RUU Terorisme Diharapkan Tidak Kesampingkan HAM

id Akbar Faizal

RUU Terorisme Diharapkan Tidak Kesampingkan HAM

Anggota Komisi III DPR, Akbar Faizal. (Antara)

Jakarta, (Antara Sumbar) - Rancangan Undang-Undang (RUU) tentang Terorisme dalam berbagai aspeknya termasuk soal penyadapan diharapkan tidak mengesampingkan nilai-nilai universal sesuai prinsip hak asasi manusia (HAM).
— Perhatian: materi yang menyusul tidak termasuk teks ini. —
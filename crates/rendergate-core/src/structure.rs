//! Persistent lists and maps with structural sharing
//!
//! A [`Structure`] is a reference-counted node. Writes never mutate a node in
//! place: they copy the nodes on the path from the root to the change and
//! reuse every other child by reference. Data that did not change therefore
//! keeps its identity, which is what lets the equality engine compare
//! structures by pointer.
//!
//! ```
//! use rendergate_core::{path, Structure, Value};
//!
//! let todos = Value::from(vec!["write", "test"]).into_persistent();
//! let state = Structure::map([("todos", todos), ("filter", Value::from("all"))]);
//!
//! let next = state.set_in(&path!["filter"], "done".into()).unwrap();
//! assert!(!next.ptr_eq(&state));
//!
//! // The untouched subtree is shared between versions
//! let before = state.get_in(&path!["todos"]).unwrap();
//! let after = next.get_in(&path!["todos"]).unwrap();
//! assert!(before.is_identical(after));
//! ```

use crate::error::{Error, Result};
use crate::value::{Value, ValueMap};
use serde::{Deserialize, Serialize, Serializer};
use std::fmt;
use std::rc::Rc;

/// One step of a path into a nested value
#[derive(Debug, Clone, PartialEq, Eq, Hash, Serialize, Deserialize)]
pub enum Segment {
    /// Map key
    Key(String),
    /// List index
    Index(usize),
}

/// A sequence of segments from a root to a nested value
pub type Path = Vec<Segment>;

impl fmt::Display for Segment {
    fn fmt(&self, f: &mut fmt::Formatter<'_>) -> fmt::Result {
        match self {
            Segment::Key(k) => write!(f, "{}", k),
            Segment::Index(i) => write!(f, "{}", i),
        }
    }
}

impl From<&str> for Segment {
    fn from(s: &str) -> Self {
        Segment::Key(s.to_string())
    }
}

impl From<String> for Segment {
    fn from(s: String) -> Self {
        Segment::Key(s)
    }
}

impl From<usize> for Segment {
    fn from(i: usize) -> Self {
        Segment::Index(i)
    }
}

/// Build a [`Path`] from keys and indices
///
/// ```
/// use rendergate_core::{path, Segment};
///
/// let p = path!["todos", 0usize, "title"];
/// assert_eq!(p[1], Segment::Index(0));
/// ```
#[macro_export]
macro_rules! path {
    ($($segment:expr),* $(,)?) => {
        vec![$($crate::Segment::from($segment)),*]
    };
}

/// Contents of a structure node
#[derive(Debug, Clone)]
pub enum Node {
    List(Vec<Value>),
    Map(ValueMap),
}

/// A persistent list or map
///
/// Cloning is cheap and yields a handle to the same node, so the clone stays
/// identical to the original.
#[derive(Clone)]
pub struct Structure {
    node: Rc<Node>,
}

impl Structure {
    fn from_node(node: Node) -> Self {
        Self {
            node: Rc::new(node),
        }
    }

    /// Create a persistent list
    ///
    /// Nested plain lists and maps are stored as structures.
    pub fn list<T: Into<Value>>(items: impl IntoIterator<Item = T>) -> Self {
        Self::from_node(Node::List(
            items
                .into_iter()
                .map(|item| item.into().into_persistent())
                .collect(),
        ))
    }

    /// Create a persistent map
    ///
    /// Nested plain lists and maps are stored as structures.
    pub fn map<K, V>(entries: impl IntoIterator<Item = (K, V)>) -> Self
    where
        K: Into<String>,
        V: Into<Value>,
    {
        Self::from_node(Node::Map(
            entries
                .into_iter()
                .map(|(k, v)| (k.into(), v.into().into_persistent()))
                .collect(),
        ))
    }

    /// Deeply convert a list or map into a persistent structure
    ///
    /// Nested plain containers become nested structures. Scalars are rejected.
    pub fn from_value(value: Value) -> Result<Self> {
        match value.into_persistent() {
            Value::Structure(s) => Ok(s),
            other => Err(Error::type_error("list or map", &other)),
        }
    }

    /// Get the node contents
    pub fn node(&self) -> &Node {
        &self.node
    }

    /// Get the items if this is a list
    pub fn as_list(&self) -> Option<&[Value]> {
        match &*self.node {
            Node::List(items) => Some(items),
            Node::Map(_) => None,
        }
    }

    /// Get the entries if this is a map
    pub fn as_map(&self) -> Option<&ValueMap> {
        match &*self.node {
            Node::Map(map) => Some(map),
            Node::List(_) => None,
        }
    }

    /// Number of items or entries
    pub fn len(&self) -> usize {
        match &*self.node {
            Node::List(items) => items.len(),
            Node::Map(map) => map.len(),
        }
    }

    /// Check if the structure has no items or entries
    pub fn is_empty(&self) -> bool {
        self.len() == 0
    }

    /// Check whether both handles point at the same node
    pub fn ptr_eq(&self, other: &Structure) -> bool {
        Rc::ptr_eq(&self.node, &other.node)
    }

    /// Get a direct child
    pub fn get(&self, segment: &Segment) -> Option<&Value> {
        match (&*self.node, segment) {
            (Node::List(items), Segment::Index(i)) => items.get(*i),
            (Node::Map(map), Segment::Key(k)) => map.get(k),
            _ => None,
        }
    }

    /// Follow a non-empty path through nested containers
    pub fn get_in(&self, path: &[Segment]) -> Option<&Value> {
        let (first, rest) = path.split_first()?;
        self.get(first)?.get_in(rest)
    }

    /// Return a new structure with `segment` set to `value`
    ///
    /// Writing a value identical to the current one returns `self` unchanged.
    /// A list index equal to the length appends. Plain lists and maps are
    /// stored as structures, so reading them back keeps their identity.
    pub fn set(&self, segment: &Segment, value: Value) -> Result<Structure> {
        let value = value.into_persistent();
        if let Some(current) = self.get(segment) {
            if current.is_identical(&value) {
                return Ok(self.clone());
            }
        }

        let mut node = (*self.node).clone();
        match (&mut node, segment) {
            (Node::List(items), Segment::Index(i)) => {
                let len = items.len();
                match (*i).cmp(&len) {
                    std::cmp::Ordering::Less => items[*i] = value,
                    std::cmp::Ordering::Equal => items.push(value),
                    std::cmp::Ordering::Greater => {
                        return Err(Error::IndexOutOfBounds { index: *i, len });
                    }
                }
            }
            (Node::Map(map), Segment::Key(k)) => {
                map.insert(k.clone(), value);
            }
            (node, segment) => return Err(segment_mismatch(node, segment)),
        }
        Ok(Self::from_node(node))
    }

    /// Return a new structure with the value at `path` replaced
    ///
    /// Every intermediate step must already exist and be a structure. An empty
    /// path replaces the whole structure.
    pub fn set_in(&self, path: &[Segment], value: Value) -> Result<Structure> {
        let Some((first, rest)) = path.split_first() else {
            return Structure::from_value(value);
        };
        if rest.is_empty() {
            return self.set(first, value);
        }

        let child = match self.get(first) {
            Some(Value::Structure(s)) => s,
            Some(other) => return Err(Error::type_error("structure", other)),
            None => return Err(Error::KeyNotFound(first.to_string())),
        };
        let updated = child.set_in(rest, value)?;
        self.set(first, Value::Structure(updated))
    }

    /// Return a new structure with the value at `path` transformed by `f`
    ///
    /// `f` receives `Undefined` when the last segment does not exist yet.
    pub fn update_in(
        &self,
        path: &[Segment],
        f: impl FnOnce(&Value) -> Value,
    ) -> Result<Structure> {
        let current = if path.is_empty() {
            Value::Structure(self.clone())
        } else {
            self.get_in(path).cloned().unwrap_or_default()
        };
        self.set_in(path, f(&current))
    }

    /// Return a new structure without `segment`
    ///
    /// Removing something absent returns `self` unchanged. Map removal keeps
    /// the order of the remaining keys.
    pub fn remove(&self, segment: &Segment) -> Result<Structure> {
        if self.get(segment).is_none() {
            return match (&*self.node, segment) {
                (Node::List(_), Segment::Index(_)) | (Node::Map(_), Segment::Key(_)) => {
                    Ok(self.clone())
                }
                (node, segment) => Err(segment_mismatch(node, segment)),
            };
        }

        let mut node = (*self.node).clone();
        match (&mut node, segment) {
            (Node::List(items), Segment::Index(i)) => {
                items.remove(*i);
            }
            (Node::Map(map), Segment::Key(k)) => {
                map.shift_remove(k);
            }
            (node, segment) => return Err(segment_mismatch(node, segment)),
        }
        Ok(Self::from_node(node))
    }

    /// Deeply convert back into plain lists and maps
    pub fn to_value(&self) -> Value {
        match &*self.node {
            Node::List(items) => {
                Value::List(items.iter().cloned().map(Value::into_plain).collect())
            }
            Node::Map(map) => Value::Map(
                map.iter()
                    .map(|(k, v)| (k.clone(), v.clone().into_plain()))
                    .collect(),
            ),
        }
    }
}

fn segment_mismatch(node: &Node, segment: &Segment) -> Error {
    let expected = match node {
        Node::List(_) => "index into list",
        Node::Map(_) => "key into map",
    };
    Error::TypeError {
        expected: expected.to_string(),
        got: format!("{:?}", segment),
    }
}

impl fmt::Debug for Structure {
    fn fmt(&self, f: &mut fmt::Formatter<'_>) -> fmt::Result {
        f.debug_tuple("Structure").field(&*self.node).finish()
    }
}

impl Serialize for Structure {
    fn serialize<S: Serializer>(&self, serializer: S) -> std::result::Result<S::Ok, S::Error> {
        match &*self.node {
            Node::List(items) => items.serialize(serializer),
            Node::Map(map) => map.serialize(serializer),
        }
    }
}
Anggota Komisi III DPR Akbar Faizal dalam rilis di Jakarta, Senin mengemukakan soal penyadapan yang diatur dalam RUU itu diharapkan tidak mengesampingkan HAM dan negara juga perlu melindungi hak orang yang menjadi korban.

Politikus Nasdem itu mengungkapkan, salah satu poin yang alot dibahas dalam pembuatan RUU tersebut adalah terkait dengan penyadapan yang harus mendapatkan persetujuan hakim pengadilan negeri apabila sudah ada dua alat bukti.

Salah satu hal yang menjadi perdebatan panjang, ungkapnya, adalah bagaimana caranya hakim yang dimintai persetujuan bisa mengetahui mengenai dua alat bukti yang dimiliki oleh para penyidik.

Sebelumnya, Panitia Khusus Revisi UU Terorisme menyepakati penyadapan terhadap terduga teroris bisa dilakukan terlebih dahulu sebelum ketua pengadilan negeri memberikan izin namun harus ada sejumlah poin yang terpenuhi.

"Kami memahami sebenarnya izin dahulu, baru disadap. Namun, di lapangan ada hal-hal yang sangat luar biasa sehingga kalau menunggu izin, maka situasi bisa berubah," kata Ketua Pansus Terorisme DPR M Syafi'i.

Dia mengatakan, aturan mengenai penyadapan tanpa perlu izin pengadilan, diatur dalam Pasal 31A, dan diawalnya terdapat frasa "dalam keadaan mendesak" yang mengacu kepada RUU KUHAP yaitu bahaya maut atau luka fisik yang serius dan mendesak, pemufakatan jahat untuk melakukan tindak pidana terhadap keamanan negara, dan pemufakatan jahat yang merupakan karakteristik tindak pidana terorganisasi.

Sedangkan, tokoh kebangsaan Franz Magnis Suseno mengatakan terorisme sekarang ini telah menjadi puncak dari segala ancaman keamanan dalam kehidupan bangsa Indonesia yang dilandasi Bhinneka Tunggal Ika.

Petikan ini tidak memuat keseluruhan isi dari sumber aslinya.